⟨
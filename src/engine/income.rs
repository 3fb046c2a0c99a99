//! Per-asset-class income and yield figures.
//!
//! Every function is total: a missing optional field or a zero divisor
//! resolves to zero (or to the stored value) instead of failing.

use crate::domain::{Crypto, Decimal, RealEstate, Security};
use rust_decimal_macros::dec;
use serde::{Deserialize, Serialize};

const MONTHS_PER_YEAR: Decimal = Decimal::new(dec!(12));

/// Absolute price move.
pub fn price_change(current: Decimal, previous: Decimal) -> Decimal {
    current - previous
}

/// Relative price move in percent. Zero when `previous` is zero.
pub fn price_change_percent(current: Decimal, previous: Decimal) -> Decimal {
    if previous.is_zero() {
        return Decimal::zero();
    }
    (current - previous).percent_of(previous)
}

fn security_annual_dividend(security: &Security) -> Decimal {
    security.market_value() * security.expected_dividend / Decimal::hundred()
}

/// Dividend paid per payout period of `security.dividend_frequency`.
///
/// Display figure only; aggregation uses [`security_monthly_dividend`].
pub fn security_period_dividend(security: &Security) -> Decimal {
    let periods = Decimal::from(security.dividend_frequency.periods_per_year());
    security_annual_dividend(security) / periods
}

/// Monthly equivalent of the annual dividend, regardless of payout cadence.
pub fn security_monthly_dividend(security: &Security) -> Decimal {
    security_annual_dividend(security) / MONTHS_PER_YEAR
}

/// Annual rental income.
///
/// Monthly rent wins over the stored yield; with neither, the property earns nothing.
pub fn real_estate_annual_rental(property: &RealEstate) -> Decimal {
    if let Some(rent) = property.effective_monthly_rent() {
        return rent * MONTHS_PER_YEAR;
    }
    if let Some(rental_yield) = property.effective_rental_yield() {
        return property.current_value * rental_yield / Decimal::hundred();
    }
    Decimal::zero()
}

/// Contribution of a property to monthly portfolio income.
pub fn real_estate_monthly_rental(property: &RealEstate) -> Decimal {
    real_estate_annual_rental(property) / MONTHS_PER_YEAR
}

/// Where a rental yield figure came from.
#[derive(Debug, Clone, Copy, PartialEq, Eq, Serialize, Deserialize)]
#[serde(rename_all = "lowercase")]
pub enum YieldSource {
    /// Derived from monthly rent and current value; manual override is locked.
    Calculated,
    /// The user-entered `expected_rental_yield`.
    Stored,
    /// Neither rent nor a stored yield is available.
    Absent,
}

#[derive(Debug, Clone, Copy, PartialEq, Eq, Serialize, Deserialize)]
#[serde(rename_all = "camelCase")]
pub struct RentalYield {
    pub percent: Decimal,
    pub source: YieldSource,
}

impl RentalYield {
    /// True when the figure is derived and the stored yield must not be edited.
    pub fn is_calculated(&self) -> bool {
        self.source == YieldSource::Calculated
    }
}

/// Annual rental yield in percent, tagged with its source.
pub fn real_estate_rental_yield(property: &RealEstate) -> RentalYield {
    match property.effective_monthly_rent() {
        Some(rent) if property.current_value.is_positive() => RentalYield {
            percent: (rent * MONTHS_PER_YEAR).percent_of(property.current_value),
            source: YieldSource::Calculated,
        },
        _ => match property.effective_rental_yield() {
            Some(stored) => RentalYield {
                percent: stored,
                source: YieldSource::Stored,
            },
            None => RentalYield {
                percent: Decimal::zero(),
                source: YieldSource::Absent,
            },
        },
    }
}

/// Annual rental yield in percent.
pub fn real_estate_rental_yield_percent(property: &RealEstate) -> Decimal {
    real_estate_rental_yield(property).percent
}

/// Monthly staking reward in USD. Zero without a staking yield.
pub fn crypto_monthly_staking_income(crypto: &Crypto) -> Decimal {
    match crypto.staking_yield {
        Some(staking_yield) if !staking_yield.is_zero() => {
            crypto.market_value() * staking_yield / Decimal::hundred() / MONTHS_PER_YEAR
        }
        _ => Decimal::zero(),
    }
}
⟩
⟨
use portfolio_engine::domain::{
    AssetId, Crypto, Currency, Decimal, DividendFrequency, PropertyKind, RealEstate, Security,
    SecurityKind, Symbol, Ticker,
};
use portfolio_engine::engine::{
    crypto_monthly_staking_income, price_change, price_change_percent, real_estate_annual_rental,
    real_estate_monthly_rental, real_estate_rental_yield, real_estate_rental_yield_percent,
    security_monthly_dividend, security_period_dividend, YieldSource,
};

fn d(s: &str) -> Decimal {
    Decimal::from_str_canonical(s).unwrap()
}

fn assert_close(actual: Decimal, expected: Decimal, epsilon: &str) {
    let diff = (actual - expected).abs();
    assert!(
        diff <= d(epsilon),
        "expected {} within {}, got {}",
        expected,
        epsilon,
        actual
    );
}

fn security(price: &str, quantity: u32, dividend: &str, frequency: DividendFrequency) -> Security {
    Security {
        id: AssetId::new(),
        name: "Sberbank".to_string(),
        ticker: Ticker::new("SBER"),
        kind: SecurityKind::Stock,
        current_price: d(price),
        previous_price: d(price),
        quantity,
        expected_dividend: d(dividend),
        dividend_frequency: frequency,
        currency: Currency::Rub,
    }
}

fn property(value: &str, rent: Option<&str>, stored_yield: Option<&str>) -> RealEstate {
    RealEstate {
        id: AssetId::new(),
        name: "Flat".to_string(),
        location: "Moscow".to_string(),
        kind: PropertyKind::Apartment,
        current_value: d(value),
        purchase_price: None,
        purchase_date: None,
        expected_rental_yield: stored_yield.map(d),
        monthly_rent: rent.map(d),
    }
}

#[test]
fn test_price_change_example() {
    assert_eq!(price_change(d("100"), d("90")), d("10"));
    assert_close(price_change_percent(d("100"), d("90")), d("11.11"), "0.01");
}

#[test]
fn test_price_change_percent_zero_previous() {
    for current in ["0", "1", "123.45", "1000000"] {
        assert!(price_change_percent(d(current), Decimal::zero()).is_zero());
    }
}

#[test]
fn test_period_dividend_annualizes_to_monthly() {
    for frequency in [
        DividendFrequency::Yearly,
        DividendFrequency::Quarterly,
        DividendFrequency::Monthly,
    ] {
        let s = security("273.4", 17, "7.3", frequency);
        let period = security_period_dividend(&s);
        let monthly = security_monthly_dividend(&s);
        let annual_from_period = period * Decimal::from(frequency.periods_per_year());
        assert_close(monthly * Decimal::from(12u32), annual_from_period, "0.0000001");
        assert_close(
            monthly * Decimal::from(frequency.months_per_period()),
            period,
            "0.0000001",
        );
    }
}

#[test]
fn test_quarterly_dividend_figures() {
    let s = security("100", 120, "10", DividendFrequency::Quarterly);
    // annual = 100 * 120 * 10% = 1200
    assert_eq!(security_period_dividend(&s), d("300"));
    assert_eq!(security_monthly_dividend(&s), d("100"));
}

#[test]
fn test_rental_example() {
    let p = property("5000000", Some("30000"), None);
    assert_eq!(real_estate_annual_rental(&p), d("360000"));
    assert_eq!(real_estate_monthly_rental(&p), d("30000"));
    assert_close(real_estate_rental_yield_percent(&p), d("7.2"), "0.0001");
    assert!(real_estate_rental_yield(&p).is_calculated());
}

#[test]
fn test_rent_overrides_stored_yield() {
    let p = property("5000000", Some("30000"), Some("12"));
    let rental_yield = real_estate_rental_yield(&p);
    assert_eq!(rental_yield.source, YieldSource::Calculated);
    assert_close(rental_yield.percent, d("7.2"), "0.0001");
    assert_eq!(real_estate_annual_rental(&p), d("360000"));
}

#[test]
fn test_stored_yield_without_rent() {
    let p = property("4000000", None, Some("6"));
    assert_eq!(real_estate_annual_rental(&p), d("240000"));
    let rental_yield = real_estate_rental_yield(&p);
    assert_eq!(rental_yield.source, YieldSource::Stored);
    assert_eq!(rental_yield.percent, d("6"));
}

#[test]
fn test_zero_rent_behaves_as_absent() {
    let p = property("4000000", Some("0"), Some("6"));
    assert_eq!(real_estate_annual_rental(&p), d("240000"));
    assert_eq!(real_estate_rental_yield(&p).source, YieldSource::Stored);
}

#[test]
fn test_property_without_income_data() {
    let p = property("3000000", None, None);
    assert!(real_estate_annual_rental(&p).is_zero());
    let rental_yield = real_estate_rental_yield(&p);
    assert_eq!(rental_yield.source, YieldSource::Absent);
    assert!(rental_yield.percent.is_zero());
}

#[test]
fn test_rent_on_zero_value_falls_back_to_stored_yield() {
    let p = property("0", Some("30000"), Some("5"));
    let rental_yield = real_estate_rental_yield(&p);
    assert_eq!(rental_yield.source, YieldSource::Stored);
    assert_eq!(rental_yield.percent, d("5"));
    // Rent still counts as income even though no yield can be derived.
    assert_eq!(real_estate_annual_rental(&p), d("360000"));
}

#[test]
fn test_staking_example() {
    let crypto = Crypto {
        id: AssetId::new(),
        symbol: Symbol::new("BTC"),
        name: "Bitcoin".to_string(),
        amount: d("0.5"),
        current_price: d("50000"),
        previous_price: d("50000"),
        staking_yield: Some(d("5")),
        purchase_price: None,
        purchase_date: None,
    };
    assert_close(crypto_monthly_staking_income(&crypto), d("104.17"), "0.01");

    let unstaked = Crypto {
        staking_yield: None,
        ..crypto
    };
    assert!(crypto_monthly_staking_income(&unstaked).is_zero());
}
⟩
Aim of the task> Using the listing above, pull out all lines that hold the word "YieldSource".

Your solution>
pub enum YieldSource {
    pub source: YieldSource,
        self.source == YieldSource::Calculated
            source: YieldSource::Calculated,
                source: YieldSource::Stored,
                source: YieldSource::Absent,
    security_monthly_dividend, security_period_dividend, YieldSource,
    assert_eq!(rental_yield.source, YieldSource::Calculated);
    assert_eq!(rental_yield.source, YieldSource::Stored);
    assert_eq!(real_estate_rental_yield(&p).source, YieldSource::Stored);
    assert_eq!(rental_yield.source, YieldSource::Absent);
    assert_eq!(rental_yield.source, YieldSource::Stored);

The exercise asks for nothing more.